##### Study material #####
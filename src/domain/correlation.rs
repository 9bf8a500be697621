//! Portfolio correlation: aligned closes, percentage changes, Pearson
//! correlations and complete-linkage clustering of the correlation rows.

use std::collections::BTreeMap;

use chrono::NaiveDate;

use crate::domain::error::TrendstopError;
use crate::domain::series::OhlcSeries;

/// About a year of business days.
pub const CORRELATION_WINDOW: usize = 261;

/// Date-indexed table with one column per asset. Missing cells are `None`.
#[derive(Debug, Clone, PartialEq)]
pub struct CloseTable {
    pub dates: Vec<NaiveDate>,
    pub labels: Vec<String>,
    /// Column-major: `columns[c][row]`.
    pub columns: Vec<Vec<Option<f64>>>,
}

impl CloseTable {
    pub fn rows(&self) -> usize {
        self.dates.len()
    }

    pub fn tail(mut self, n: usize) -> Self {
        let skip = self.dates.len().saturating_sub(n);
        self.dates.drain(..skip);
        for column in &mut self.columns {
            column.drain(..skip);
        }
        self
    }

    fn reorder(self, order: &[usize]) -> Self {
        Self {
            dates: self.dates,
            labels: order.iter().map(|&i| self.labels[i].clone()).collect(),
            columns: order.iter().map(|&i| self.columns[i].clone()).collect(),
        }
    }
}

/// Outer-joins labelled columns of date → value on date.
fn outer_join(inputs: Vec<(String, BTreeMap<NaiveDate, Option<f64>>)>) -> CloseTable {
    let dates: Vec<NaiveDate> = inputs
        .iter()
        .flat_map(|(_, column)| column.keys().copied())
        .collect::<std::collections::BTreeSet<_>>()
        .into_iter()
        .collect();

    let mut labels = Vec::with_capacity(inputs.len());
    let mut columns = Vec::with_capacity(inputs.len());
    for (label, column) in inputs {
        columns.push(
            dates
                .iter()
                .map(|d| column.get(d).copied().flatten())
                .collect(),
        );
        labels.push(label);
    }

    CloseTable {
        dates,
        labels,
        columns,
    }
}

fn table_columns(table: CloseTable) -> Vec<(String, BTreeMap<NaiveDate, Option<f64>>)> {
    table
        .labels
        .into_iter()
        .zip(table.columns)
        .map(|(label, values)| (label, table.dates.iter().copied().zip(values).collect()))
        .collect()
}

/// One close column per asset keyed on the bar date, outer-joined and cut to
/// the last `CORRELATION_WINDOW` dates.
pub fn merge_closes(assets: &[(String, OhlcSeries)]) -> CloseTable {
    let inputs = assets
        .iter()
        .map(|(label, series)| {
            let column = series
                .bars()
                .iter()
                .map(|bar| (bar.date(), Some(bar.close)))
                .collect();
            (label.clone(), column)
        })
        .collect();

    outer_join(inputs).tail(CORRELATION_WINDOW)
}

/// Outer-joins two tables column-wise, `left` columns first.
pub fn merge_tables(left: CloseTable, right: CloseTable) -> CloseTable {
    let mut inputs = table_columns(left);
    inputs.extend(table_columns(right));
    outer_join(inputs)
}

/// Relative change from the previous element. The first element, and any
/// element next to a gap or a zero, is undefined.
pub fn pct_change(values: &[Option<f64>]) -> Vec<Option<f64>> {
    let mut out = Vec::with_capacity(values.len());
    for (i, value) in values.iter().enumerate() {
        let change = match (i.checked_sub(1).and_then(|p| values[p]), value) {
            (Some(prev), Some(cur)) if prev != 0.0 => Some(cur / prev - 1.0),
            _ => None,
        };
        out.push(change);
    }
    out
}

pub fn table_pct_change(table: &CloseTable) -> CloseTable {
    CloseTable {
        dates: table.dates.clone(),
        labels: table.labels.clone(),
        columns: table.columns.iter().map(|c| pct_change(c)).collect(),
    }
}

/// Pearson correlation over rows where both columns are present. `NaN` with
/// fewer than two such rows or a constant column.
pub fn pearson(a: &[Option<f64>], b: &[Option<f64>]) -> f64 {
    let pairs: Vec<(f64, f64)> = a
        .iter()
        .zip(b)
        .filter_map(|(x, y)| Some(((*x)?, (*y)?)))
        .collect();

    if pairs.len() < 2 {
        return f64::NAN;
    }

    let n = pairs.len() as f64;
    let mean_x = pairs.iter().map(|p| p.0).sum::<f64>() / n;
    let mean_y = pairs.iter().map(|p| p.1).sum::<f64>() / n;

    let (mut cov, mut var_x, mut var_y) = (0.0, 0.0, 0.0);
    for (x, y) in &pairs {
        let dx = x - mean_x;
        let dy = y - mean_y;
        cov += dx * dy;
        var_x += dx * dx;
        var_y += dy * dy;
    }

    if var_x == 0.0 || var_y == 0.0 {
        return f64::NAN;
    }
    (cov / (var_x.sqrt() * var_y.sqrt())).clamp(-1.0, 1.0)
}

#[derive(Debug, Clone, PartialEq)]
pub struct CorrelationMatrix {
    pub labels: Vec<String>,
    /// Row-major, square.
    pub values: Vec<Vec<f64>>,
}

impl CorrelationMatrix {
    pub fn get(&self, row: &str, column: &str) -> Option<f64> {
        let r = self.labels.iter().position(|l| l == row)?;
        let c = self.labels.iter().position(|l| l == column)?;
        Some(self.values[r][c])
    }

    /// `sep`-separated matrix with a header row; undefined cells are empty.
    pub fn to_csv(&self, sep: u8) -> Result<String, TrendstopError> {
        let mut writer = csv::WriterBuilder::new()
            .delimiter(sep)
            .from_writer(Vec::new());

        let header = std::iter::once(String::new()).chain(self.labels.iter().cloned());
        writer
            .write_record(header)
            .map_err(|e| TrendstopError::Io(e.into()))?;

        for (label, row) in self.labels.iter().zip(&self.values) {
            let record = std::iter::once(label.clone()).chain(row.iter().map(|v| {
                if v.is_nan() {
                    String::new()
                } else {
                    format!("{v:?}")
                }
            }));
            writer
                .write_record(record)
                .map_err(|e| TrendstopError::Io(e.into()))?;
        }

        let bytes = writer
            .into_inner()
            .map_err(|e| TrendstopError::Io(e.into_error()))?;
        String::from_utf8(bytes).map_err(|e| TrendstopError::Io(std::io::Error::other(e)))
    }
}

pub fn correlation_matrix(table: &CloseTable) -> CorrelationMatrix {
    let n = table.columns.len();
    let mut values = vec![vec![f64::NAN; n]; n];
    for i in 0..n {
        for j in i..n {
            let r = pearson(&table.columns[i], &table.columns[j]);
            values[i][j] = r;
            values[j][i] = r;
        }
    }
    CorrelationMatrix {
        labels: table.labels.clone(),
        values,
    }
}

fn euclidean(a: &[f64], b: &[f64]) -> f64 {
    a.iter()
        .zip(b)
        .map(|(x, y)| {
            let d = or_zero(*x) - or_zero(*y);
            d * d
        })
        .sum::<f64>()
        .sqrt()
}

// undefined correlations count as uncorrelated
fn or_zero(value: f64) -> f64 {
    if value.is_nan() { 0.0 } else { value }
}

/// Flat cluster id per column: complete linkage over the Euclidean distances
/// between correlation rows, merging while the linkage distance stays within
/// half the largest pairwise distance. Ids follow first appearance.
pub fn flat_clusters(correlations: &CorrelationMatrix) -> Vec<usize> {
    let n = correlations.labels.len();
    if n <= 1 {
        return vec![0; n];
    }

    let mut distances = vec![vec![0.0; n]; n];
    let mut max_distance: f64 = 0.0;
    for i in 0..n {
        for j in (i + 1)..n {
            let d = euclidean(&correlations.values[i], &correlations.values[j]);
            distances[i][j] = d;
            distances[j][i] = d;
            max_distance = max_distance.max(d);
        }
    }
    let threshold = 0.5 * max_distance;

    let mut clusters: Vec<Vec<usize>> = (0..n).map(|i| vec![i]).collect();
    loop {
        let mut best: Option<(usize, usize, f64)> = None;
        for a in 0..clusters.len() {
            for b in (a + 1)..clusters.len() {
                let linkage = clusters[a]
                    .iter()
                    .flat_map(|&i| clusters[b].iter().map(move |&j| (i, j)))
                    .map(|(i, j)| distances[i][j])
                    .fold(0.0, f64::max);
                if best.is_none_or(|(_, _, d)| linkage < d) {
                    best = Some((a, b, linkage));
                }
            }
        }

        match best {
            Some((a, b, linkage)) if linkage <= threshold => {
                let merged = clusters.remove(b);
                clusters[a].extend(merged);
            }
            _ => break,
        }
    }

    let mut owner = vec![0usize; n];
    for (id, members) in clusters.iter().enumerate() {
        for &m in members {
            owner[m] = id;
        }
    }

    let mut renumber: Vec<Option<usize>> = vec![None; clusters.len()];
    let mut next = 0;
    owner
        .into_iter()
        .map(|c| {
            *renumber[c].get_or_insert_with(|| {
                next += 1;
                next - 1
            })
        })
        .collect()
}

/// Reorders the table's columns so that correlated assets sit together.
pub fn cluster_by_correlation(table: CloseTable) -> CloseTable {
    let ids = flat_clusters(&correlation_matrix(&table));
    let mut order: Vec<usize> = (0..ids.len()).collect();
    order.sort_by_key(|&i| ids[i]);
    table.reorder(&order)
}

/// Clustered correlation matrix of `portfolio`, with `external` assets
/// appended after clustering for comparison.
pub fn portfolio_correlations(
    portfolio: &[(String, OhlcSeries)],
    external: &[(String, OhlcSeries)],
) -> CorrelationMatrix {
    let changes = table_pct_change(&merge_closes(portfolio));
    let mut clustered = cluster_by_correlation(changes);

    if !external.is_empty() {
        let external_changes = table_pct_change(&merge_closes(external));
        clustered = merge_tables(clustered, external_changes);
    }

    correlation_matrix(&clustered)
}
#####
What is being asked: Above are the records. Print exactly, and only, the lines from the line with "d = euclidean(&correlations.values[i], &correlations.values[j]);" to the line with "let linkage = clusters[a]", both inclusive.

Answer section:
            let d = euclidean(&correlations.values[i], &correlations.values[j]);
            distances[i][j] = d;
            distances[j][i] = d;
            max_distance = max_distance.max(d);
        }
    }
    let threshold = 0.5 * max_distance;

    let mut clusters: Vec<Vec<usize>> = (0..n).map(|i| vec![i]).collect();
    loop {
        let mut best: Option<(usize, usize, f64)> = None;
        for a in 0..clusters.len() {
            for b in (a + 1)..clusters.len() {
                let linkage = clusters[a]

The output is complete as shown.